[Activity] Look for "NotConnected" in the material below and show each line that contains it.

[Entries shown]
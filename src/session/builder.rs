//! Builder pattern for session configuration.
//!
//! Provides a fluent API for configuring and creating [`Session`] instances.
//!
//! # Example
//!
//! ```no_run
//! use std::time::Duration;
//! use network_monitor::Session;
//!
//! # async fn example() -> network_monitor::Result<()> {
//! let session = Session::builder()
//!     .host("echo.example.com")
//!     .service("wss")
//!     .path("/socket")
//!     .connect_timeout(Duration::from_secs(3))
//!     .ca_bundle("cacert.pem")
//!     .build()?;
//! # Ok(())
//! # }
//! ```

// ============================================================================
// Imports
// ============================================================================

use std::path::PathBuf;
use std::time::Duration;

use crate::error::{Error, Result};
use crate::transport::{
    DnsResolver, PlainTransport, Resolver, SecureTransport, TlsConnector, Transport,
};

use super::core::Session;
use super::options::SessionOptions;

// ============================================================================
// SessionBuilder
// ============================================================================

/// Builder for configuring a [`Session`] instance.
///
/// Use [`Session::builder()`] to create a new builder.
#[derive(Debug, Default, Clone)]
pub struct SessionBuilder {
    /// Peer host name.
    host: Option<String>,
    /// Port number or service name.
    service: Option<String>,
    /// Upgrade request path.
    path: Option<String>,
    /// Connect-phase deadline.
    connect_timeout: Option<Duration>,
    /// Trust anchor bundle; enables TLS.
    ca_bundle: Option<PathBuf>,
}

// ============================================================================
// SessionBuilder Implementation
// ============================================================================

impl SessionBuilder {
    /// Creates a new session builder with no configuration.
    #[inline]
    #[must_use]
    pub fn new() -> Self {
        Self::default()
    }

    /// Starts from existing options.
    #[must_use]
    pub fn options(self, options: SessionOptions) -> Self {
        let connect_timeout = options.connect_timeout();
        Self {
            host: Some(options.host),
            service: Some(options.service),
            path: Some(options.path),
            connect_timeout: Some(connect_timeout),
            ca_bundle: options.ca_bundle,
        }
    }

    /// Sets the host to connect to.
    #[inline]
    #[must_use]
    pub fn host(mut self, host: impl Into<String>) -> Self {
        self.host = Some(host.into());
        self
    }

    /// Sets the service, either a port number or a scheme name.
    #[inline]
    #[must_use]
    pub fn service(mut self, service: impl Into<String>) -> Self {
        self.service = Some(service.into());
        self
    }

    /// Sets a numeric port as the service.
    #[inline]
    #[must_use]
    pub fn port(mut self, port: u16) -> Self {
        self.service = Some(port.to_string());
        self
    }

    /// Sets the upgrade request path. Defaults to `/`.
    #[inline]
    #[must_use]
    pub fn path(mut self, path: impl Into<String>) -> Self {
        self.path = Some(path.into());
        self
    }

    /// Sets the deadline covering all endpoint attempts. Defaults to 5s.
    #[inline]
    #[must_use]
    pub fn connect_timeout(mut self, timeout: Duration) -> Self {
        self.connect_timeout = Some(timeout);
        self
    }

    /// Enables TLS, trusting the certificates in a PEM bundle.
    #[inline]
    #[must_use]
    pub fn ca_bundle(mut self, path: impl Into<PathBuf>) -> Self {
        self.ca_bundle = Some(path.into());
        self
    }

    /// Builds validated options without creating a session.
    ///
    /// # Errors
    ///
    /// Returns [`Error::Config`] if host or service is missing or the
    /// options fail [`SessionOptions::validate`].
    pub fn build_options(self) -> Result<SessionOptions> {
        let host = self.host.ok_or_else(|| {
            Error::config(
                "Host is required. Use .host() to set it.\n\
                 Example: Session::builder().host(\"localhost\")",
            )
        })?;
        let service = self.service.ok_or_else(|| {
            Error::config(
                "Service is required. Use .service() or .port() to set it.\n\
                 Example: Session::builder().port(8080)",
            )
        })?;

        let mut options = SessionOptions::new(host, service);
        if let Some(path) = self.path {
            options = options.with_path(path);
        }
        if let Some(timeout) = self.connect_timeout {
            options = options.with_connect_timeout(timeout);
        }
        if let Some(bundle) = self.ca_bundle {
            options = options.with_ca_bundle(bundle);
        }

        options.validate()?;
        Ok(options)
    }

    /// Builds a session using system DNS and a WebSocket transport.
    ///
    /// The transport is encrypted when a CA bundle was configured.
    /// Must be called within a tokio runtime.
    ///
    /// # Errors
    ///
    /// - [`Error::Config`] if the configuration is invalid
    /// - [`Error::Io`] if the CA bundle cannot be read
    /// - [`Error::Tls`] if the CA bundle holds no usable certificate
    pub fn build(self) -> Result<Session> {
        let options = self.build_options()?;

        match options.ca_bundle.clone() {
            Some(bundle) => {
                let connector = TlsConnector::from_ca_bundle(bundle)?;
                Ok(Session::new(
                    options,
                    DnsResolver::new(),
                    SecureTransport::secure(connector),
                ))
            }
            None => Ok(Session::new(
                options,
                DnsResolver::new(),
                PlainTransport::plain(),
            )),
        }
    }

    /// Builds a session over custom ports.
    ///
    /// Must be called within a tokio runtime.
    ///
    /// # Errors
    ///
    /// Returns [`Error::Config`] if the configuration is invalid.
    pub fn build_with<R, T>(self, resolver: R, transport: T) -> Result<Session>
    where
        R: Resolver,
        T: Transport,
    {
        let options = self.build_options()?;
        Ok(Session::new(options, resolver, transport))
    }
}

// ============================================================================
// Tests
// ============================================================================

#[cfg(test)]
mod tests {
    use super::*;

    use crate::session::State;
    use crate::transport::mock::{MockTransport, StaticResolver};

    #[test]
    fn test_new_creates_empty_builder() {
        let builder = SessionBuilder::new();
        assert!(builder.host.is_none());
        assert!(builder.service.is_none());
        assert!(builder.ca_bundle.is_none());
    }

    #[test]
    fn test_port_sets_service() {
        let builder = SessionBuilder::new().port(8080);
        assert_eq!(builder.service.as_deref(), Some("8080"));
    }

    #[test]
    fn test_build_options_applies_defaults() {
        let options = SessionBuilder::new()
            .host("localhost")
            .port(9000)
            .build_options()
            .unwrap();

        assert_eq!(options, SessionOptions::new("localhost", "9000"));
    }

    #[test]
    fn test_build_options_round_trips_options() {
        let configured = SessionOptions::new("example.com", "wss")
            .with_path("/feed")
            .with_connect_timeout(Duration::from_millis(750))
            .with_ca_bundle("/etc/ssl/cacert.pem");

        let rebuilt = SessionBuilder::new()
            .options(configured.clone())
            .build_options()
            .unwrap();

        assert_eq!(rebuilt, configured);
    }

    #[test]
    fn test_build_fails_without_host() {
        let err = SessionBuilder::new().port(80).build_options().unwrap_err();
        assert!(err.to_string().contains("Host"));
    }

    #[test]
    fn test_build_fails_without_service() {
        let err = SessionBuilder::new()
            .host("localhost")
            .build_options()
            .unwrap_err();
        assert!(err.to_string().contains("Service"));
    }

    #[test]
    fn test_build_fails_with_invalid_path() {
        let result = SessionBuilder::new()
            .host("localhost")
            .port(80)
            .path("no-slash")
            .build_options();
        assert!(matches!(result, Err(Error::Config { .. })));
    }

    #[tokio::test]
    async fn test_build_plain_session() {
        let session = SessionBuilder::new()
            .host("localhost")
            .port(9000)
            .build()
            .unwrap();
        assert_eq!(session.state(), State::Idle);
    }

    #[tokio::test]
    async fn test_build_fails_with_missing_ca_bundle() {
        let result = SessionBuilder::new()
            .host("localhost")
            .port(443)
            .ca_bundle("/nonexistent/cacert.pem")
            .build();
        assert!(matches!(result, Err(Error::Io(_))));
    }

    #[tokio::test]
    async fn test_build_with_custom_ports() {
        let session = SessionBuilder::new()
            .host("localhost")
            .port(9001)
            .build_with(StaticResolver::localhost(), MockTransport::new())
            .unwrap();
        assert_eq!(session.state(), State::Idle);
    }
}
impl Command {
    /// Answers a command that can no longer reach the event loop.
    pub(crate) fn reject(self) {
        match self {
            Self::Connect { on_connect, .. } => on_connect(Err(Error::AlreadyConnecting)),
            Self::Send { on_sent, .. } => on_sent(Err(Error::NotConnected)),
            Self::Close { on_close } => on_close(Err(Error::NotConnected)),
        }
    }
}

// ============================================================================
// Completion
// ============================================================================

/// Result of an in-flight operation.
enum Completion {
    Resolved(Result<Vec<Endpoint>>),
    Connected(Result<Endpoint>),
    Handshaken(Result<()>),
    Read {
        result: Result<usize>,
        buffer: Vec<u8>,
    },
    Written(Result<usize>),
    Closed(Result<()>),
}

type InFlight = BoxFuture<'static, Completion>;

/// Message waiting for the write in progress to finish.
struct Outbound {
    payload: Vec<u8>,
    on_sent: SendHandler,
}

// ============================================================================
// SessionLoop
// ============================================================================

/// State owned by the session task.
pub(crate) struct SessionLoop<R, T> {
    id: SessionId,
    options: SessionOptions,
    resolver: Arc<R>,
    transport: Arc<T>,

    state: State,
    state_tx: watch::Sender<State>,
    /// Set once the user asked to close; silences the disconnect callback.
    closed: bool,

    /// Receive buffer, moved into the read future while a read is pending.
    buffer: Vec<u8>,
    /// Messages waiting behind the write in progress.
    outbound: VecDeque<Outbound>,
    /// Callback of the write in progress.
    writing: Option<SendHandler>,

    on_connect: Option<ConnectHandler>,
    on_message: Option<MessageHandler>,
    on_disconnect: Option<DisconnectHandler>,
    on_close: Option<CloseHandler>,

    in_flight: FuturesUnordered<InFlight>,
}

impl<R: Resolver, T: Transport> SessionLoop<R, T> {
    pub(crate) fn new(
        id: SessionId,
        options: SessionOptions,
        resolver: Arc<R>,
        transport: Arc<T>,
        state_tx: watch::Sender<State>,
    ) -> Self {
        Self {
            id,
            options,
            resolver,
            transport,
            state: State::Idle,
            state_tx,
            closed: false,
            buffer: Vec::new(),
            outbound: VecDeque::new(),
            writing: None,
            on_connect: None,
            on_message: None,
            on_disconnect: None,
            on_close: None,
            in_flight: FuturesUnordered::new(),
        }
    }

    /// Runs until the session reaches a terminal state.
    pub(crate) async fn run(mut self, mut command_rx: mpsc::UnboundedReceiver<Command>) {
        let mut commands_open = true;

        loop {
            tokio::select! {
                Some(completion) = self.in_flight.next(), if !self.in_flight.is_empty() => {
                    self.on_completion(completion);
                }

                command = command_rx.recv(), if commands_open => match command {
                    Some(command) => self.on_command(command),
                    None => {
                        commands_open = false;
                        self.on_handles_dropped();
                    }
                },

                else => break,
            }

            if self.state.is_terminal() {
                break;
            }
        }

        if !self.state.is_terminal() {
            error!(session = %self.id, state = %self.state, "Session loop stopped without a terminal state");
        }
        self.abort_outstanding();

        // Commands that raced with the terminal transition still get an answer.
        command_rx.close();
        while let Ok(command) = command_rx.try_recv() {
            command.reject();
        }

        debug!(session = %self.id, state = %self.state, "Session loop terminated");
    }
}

[Written solution]
            Self::Send { on_sent, .. } => on_sent(Err(Error::NotConnected)),
            Self::Close { on_close } => on_close(Err(Error::NotConnected)),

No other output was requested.